Problem details: Write each line again exactly as it is, from the opening line of the records below through the one containing "pub struct StatItem", and add nothing.

Recorded data
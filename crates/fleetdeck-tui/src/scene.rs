//! Renderer-neutral screen content.
//!
//! Screens describe what they show as a list of [`ScenePanel`]s. The
//! interactive session paints them with ratatui and headless mode
//! serializes them into frames, so both outputs stay in step.

use serde::Serialize;
use thiserror::Error;

/// A screen could not turn its data into panels.
#[derive(Debug, Clone, PartialEq, Eq, Error)]
#[error("{message}")]
pub struct RenderError {
    pub message: String,
}

impl RenderError {
    pub fn new(message: impl Into<String>) -> Self {
        Self {
            message: message.into(),
        }
    }
}

/// One labelled value in a stats panel.
#[derive(Debug, Clone, PartialEq, Eq, Serialize)]
pub struct StatItem {
    pub label: String,
    pub value: String,
}

impl StatItem {
    pub fn new(label: impl Into<String>, value: impl ToString) -> Self {
        Self {
            label: label.into(),
            value: value.to_string(),
        }
    }
}

/// Panel content.
#[derive(Debug, Clone, PartialEq, Eq, Serialize)]
#[serde(tag = "kind", rename_all = "lowercase")]
pub enum PanelBody {
    Stats {
        items: Vec<StatItem>,
    },
    Text {
        lines: Vec<String>,
    },
    Table {
        columns: Vec<String>,
        rows: Vec<Vec<String>>,
        #[serde(skip_serializing_if = "Option::is_none")]
        selected: Option<usize>,
    },
}

/// A titled block of content.
#[derive(Debug, Clone, PartialEq, Eq, Serialize)]
pub struct ScenePanel {
    pub id: String,
    pub title: String,
    #[serde(flatten)]
    pub body: PanelBody,
    #[serde(skip_serializing_if = "Option::is_none")]
    pub status: Option<String>,
    /// Has keyboard focus (interactive only)
    #[serde(skip)]
    pub focused: bool,
}

impl ScenePanel {
    fn new(id: &str, title: impl Into<String>, body: PanelBody) -> Self {
        Self {
            id: id.to_string(),
            title: title.into(),
            body,
            status: None,
            focused: false,
        }
    }

    pub fn stats(id: &str, title: impl Into<String>, items: Vec<StatItem>) -> Self {
        Self::new(id, title, PanelBody::Stats { items })
    }

    pub fn text(id: &str, title: impl Into<String>, lines: Vec<String>) -> Self {
        Self::new(id, title, PanelBody::Text { lines })
    }

    pub fn table(
        id: &str,
        title: impl Into<String>,
        columns: &[&str],
        rows: Vec<Vec<String>>,
        selected: Option<usize>,
    ) -> Self {
        Self::new(
            id,
            title,
            PanelBody::Table {
                columns: columns.iter().map(|c| c.to_string()).collect(),
                rows,
                selected,
            },
        )
    }

    pub fn with_status(mut self, status: impl Into<String>) -> Self {
        self.status = Some(status.into());
        self
    }

    pub fn focused(mut self, focused: bool) -> Self {
        self.focused = focused;
        self
    }

    /// Number of content lines, used for layout.
    pub fn content_height(&self) -> usize {
        match &self.body {
            PanelBody::Stats { items } => items.len(),
            PanelBody::Text { lines } => lines.len(),
            PanelBody::Table { rows, .. } => rows.len() + 1,
        }
    }
}

#[cfg(test)]
mod tests {
    use super::*;

    #[test]
    fn test_panel_serializes_flat_with_kind() {
        let panel = ScenePanel::table(
            "devices",
            "Devices",
            &["ID", "Name"],
            vec![vec!["dev-1".into(), "lobby".into()]],
            Some(0),
        )
        .with_status("Connected");

        let value = serde_json::to_value(&panel).unwrap();
        assert_eq!(value["kind"], "table");
        assert_eq!(value["id"], "devices");
        assert_eq!(value["columns"][1], "Name");
        assert_eq!(value["rows"][0][0], "dev-1");
        assert_eq!(value["selected"], 0);
        assert_eq!(value["status"], "Connected");
        assert!(value.get("focused").is_none());
    }

    #[test]
    fn test_stats_and_text_kinds() {
        let stats = ScenePanel::stats("summary", "Summary", vec![StatItem::new("Online", 3)]);
        let value = serde_json::to_value(&stats).unwrap();
        assert_eq!(value["kind"], "stats");
        assert_eq!(value["items"][0]["value"], "3");
        assert!(value.get("status").is_none());

        let text = ScenePanel::text("help", "Help", vec!["q quit".into()]);
        assert_eq!(serde_json::to_value(&text).unwrap()["kind"], "text");
        assert_eq!(text.content_height(), 1);
    }
}
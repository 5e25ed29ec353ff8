//! In-memory fleet API with scripted failures.
//!
//! Serves fixed fleet data and lets callers queue failures per resource,
//! which makes retry, degradation and staleness behaviour reproducible.

use std::collections::{HashMap, VecDeque};
use std::sync::{Mutex, MutexGuard};
use std::sync::atomic::{AtomicU32, Ordering};
use std::time::Duration;

use async_trait::async_trait;

use fleetdeck_core::types::{
    Device, DeviceStatus, Incident, OperationKind, OperationReceipt, Space, Ticket,
};

use crate::FleetApi;
use crate::error::{ApiError, Result};

/// Resource namespaces, used to target scripted failures and delays.
#[derive(Debug, Clone, Copy, PartialEq, Eq, Hash)]
pub enum Resource {
    Devices,
    Spaces,
    SpaceDevices,
    Incidents,
    Tickets,
    Operations,
}

#[derive(Debug, Default)]
struct Script {
    failures: HashMap<Resource, VecDeque<ApiError>>,
    delays: HashMap<Resource, Duration>,
    space_delays: HashMap<String, Duration>,
    calls: HashMap<Resource, u32>,
}

/// Fixture-backed [`FleetApi`].
#[derive(Debug, Default)]
pub struct ScriptedFleetApi {
    devices: Vec<Device>,
    spaces: Vec<Space>,
    incidents: Vec<Incident>,
    tickets: Vec<Ticket>,
    script: Mutex<Script>,
    operation_counter: AtomicU32,
}

impl ScriptedFleetApi {
    /// Empty fleet.
    pub fn new() -> Self {
        Self::default()
    }

    /// A small sample fleet for demos and tests.
    pub fn demo() -> Self {
        let device = |id: &str, name: &str, status, space: &str| Device {
            id: id.to_string(),
            name: name.to_string(),
            status,
            space_id: Some(space.to_string()),
            model: Some("FX-200".to_string()),
            last_seen: None,
        };
        let devices = vec![
            device("dev-001", "lobby-display", DeviceStatus::Online, "spc-hq"),
            device("dev-002", "dock-sensor", DeviceStatus::Offline, "spc-wh"),
            device("dev-003", "boardroom-panel", DeviceStatus::Online, "spc-hq"),
            device("dev-004", "gate-camera", DeviceStatus::Degraded, "spc-wh"),
        ];
        let spaces = vec![
            Space {
                id: "spc-hq".to_string(),
                name: "Headquarters".to_string(),
                parent_id: None,
                device_count: 2,
            },
            Space {
                id: "spc-wh".to_string(),
                name: "Warehouse".to_string(),
                parent_id: None,
                device_count: 2,
            },
        ];
        let incidents = vec![Incident {
            id: "inc-17".to_string(),
            title: "dock-sensor unreachable".to_string(),
            severity: "high".to_string(),
            state: "open".to_string(),
            device_id: Some("dev-002".to_string()),
            opened_at: None,
        }];
        let tickets = vec![Ticket {
            id: "tkt-204".to_string(),
            subject: "Replace gate camera housing".to_string(),
            status: "open".to_string(),
            priority: "normal".to_string(),
            assignee: Some("ops".to_string()),
        }];
        Self::new()
            .with_devices(devices)
            .with_spaces(spaces)
            .with_incidents(incidents)
            .with_tickets(tickets)
    }

    pub fn with_devices(mut self, devices: Vec<Device>) -> Self {
        self.devices = devices;
        self
    }

    pub fn with_spaces(mut self, spaces: Vec<Space>) -> Self {
        self.spaces = spaces;
        self
    }

    pub fn with_incidents(mut self, incidents: Vec<Incident>) -> Self {
        self.incidents = incidents;
        self
    }

    pub fn with_tickets(mut self, tickets: Vec<Ticket>) -> Self {
        self.tickets = tickets;
        self
    }

    fn script(&self) -> MutexGuard<'_, Script> {
        self.script.lock().unwrap_or_else(|poisoned| poisoned.into_inner())
    }

    /// Queue a failure for the next call to `resource`. Failures are consumed
    /// in the order they were queued.
    pub fn fail_next(&self, resource: Resource, error: ApiError) {
        self.script().failures.entry(resource).or_default().push_back(error);
    }

    /// Delay every call to `resource`.
    pub fn set_delay(&self, resource: Resource, delay: Duration) {
        self.script().delays.insert(resource, delay);
    }

    /// Delay drill-down calls for one space.
    pub fn set_space_delay(&self, space_id: &str, delay: Duration) {
        self.script().space_delays.insert(space_id.to_string(), delay);
    }

    /// Number of calls made to `resource` so far.
    pub fn calls(&self, resource: Resource) -> u32 {
        self.script().calls.get(&resource).copied().unwrap_or(0)
    }

    /// Record a call and return its scripted delay and failure, if any.
    fn begin(&self, resource: Resource, space_id: Option<&str>) -> (Option<Duration>, Option<ApiError>) {
        let mut script = self.script();
        *script.calls.entry(resource).or_insert(0) += 1;
        let delay = space_id
            .and_then(|id| script.space_delays.get(id).copied())
            .or_else(|| script.delays.get(&resource).copied());
        let failure = script.failures.get_mut(&resource).and_then(|q| q.pop_front());
        (delay, failure)
    }

    async fn call<T>(&self, resource: Resource, space_id: Option<&str>, value: impl FnOnce() -> T) -> Result<T> {
        let (delay, failure) = self.begin(resource, space_id);
        if let Some(delay) = delay {
            tokio::time::sleep(delay).await;
        }
        match failure {
            Some(err) => Err(err),
            None => Ok(value()),
        }
    }
}

#[async_trait]
impl FleetApi for ScriptedFleetApi {
    async fn list_devices(&self, _tenant: &str) -> Result<Vec<Device>> {
        self.call(Resource::Devices, None, || self.devices.clone()).await
    }

    async fn list_spaces(&self, _tenant: &str) -> Result<Vec<Space>> {
        self.call(Resource::Spaces, None, || self.spaces.clone()).await
    }

    async fn list_space_devices(&self, _tenant: &str, space_id: &str) -> Result<Vec<Device>> {
        self.call(Resource::SpaceDevices, Some(space_id), || {
            self.devices
                .iter()
                .filter(|d| d.space_id.as_deref() == Some(space_id))
                .cloned()
                .collect()
        })
        .await
    }

    async fn list_incidents(&self, _tenant: &str) -> Result<Vec<Incident>> {
        self.call(Resource::Incidents, None, || self.incidents.clone()).await
    }

    async fn list_tickets(&self, _tenant: &str) -> Result<Vec<Ticket>> {
        self.call(Resource::Tickets, None, || self.tickets.clone()).await
    }

    async fn invoke_operation(
        &self,
        _tenant: &str,
        device_id: &str,
        operation: OperationKind,
    ) -> Result<OperationReceipt> {
        if !self.devices.iter().any(|d| d.id == device_id) {
            let (_, failure) = self.begin(Resource::Operations, None);
            return Err(failure.unwrap_or_else(|| ApiError::Validation(format!("unknown device {device_id}"))));
        }
        let n = self.operation_counter.fetch_add(1, Ordering::SeqCst) + 1;
        self.call(Resource::Operations, None, || OperationReceipt {
            operation_id: format!("op-{n}"),
            device_id: device_id.to_string(),
            operation,
            accepted: true,
        })
        .await
    }

    fn name(&self) -> &str {
        "scripted"
    }
}

/// Client used when no real one could be built, for example when the
/// tenant's API key is missing. Every call fails with the same error so the
/// session can still start and show the degraded connection state.
#[derive(Debug, Clone)]
pub struct UnavailableFleetApi {
    error: ApiError,
}

impl UnavailableFleetApi {
    pub fn new(error: ApiError) -> Self {
        Self { error }
    }
}

#[async_trait]
impl FleetApi for UnavailableFleetApi {
    async fn list_devices(&self, _tenant: &str) -> Result<Vec<Device>> {
        Err(self.error.clone())
    }

    async fn list_spaces(&self, _tenant: &str) -> Result<Vec<Space>> {
        Err(self.error.clone())
    }

    async fn list_space_devices(&self, _tenant: &str, _space_id: &str) -> Result<Vec<Device>> {
        Err(self.error.clone())
    }

    async fn list_incidents(&self, _tenant: &str) -> Result<Vec<Incident>> {
        Err(self.error.clone())
    }

    async fn list_tickets(&self, _tenant: &str) -> Result<Vec<Ticket>> {
        Err(self.error.clone())
    }

    async fn invoke_operation(
        &self,
        _tenant: &str,
        _device_id: &str,
        _operation: OperationKind,
    ) -> Result<OperationReceipt> {
        Err(self.error.clone())
    }

    fn name(&self) -> &str {
        "unavailable"
    }
}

Answer to this task:
filename crates/fleetdeck-tui/src/scene.rs
//! Renderer-neutral screen content.
//!
//! Screens describe what they show as a list of [`ScenePanel`]s. The
//! interactive session paints them with ratatui and headless mode
//! serializes them into frames, so both outputs stay in step.

use serde::Serialize;
use thiserror::Error;

/// A screen could not turn its data into panels.
#[derive(Debug, Clone, PartialEq, Eq, Error)]
#[error("{message}")]
pub struct RenderError {
    pub message: String,
}

impl RenderError {
    pub fn new(message: impl Into<String>) -> Self {
        Self {
            message: message.into(),
        }
    }
}

/// One labelled value in a stats panel.
#[derive(Debug, Clone, PartialEq, Eq, Serialize)]
pub struct StatItem {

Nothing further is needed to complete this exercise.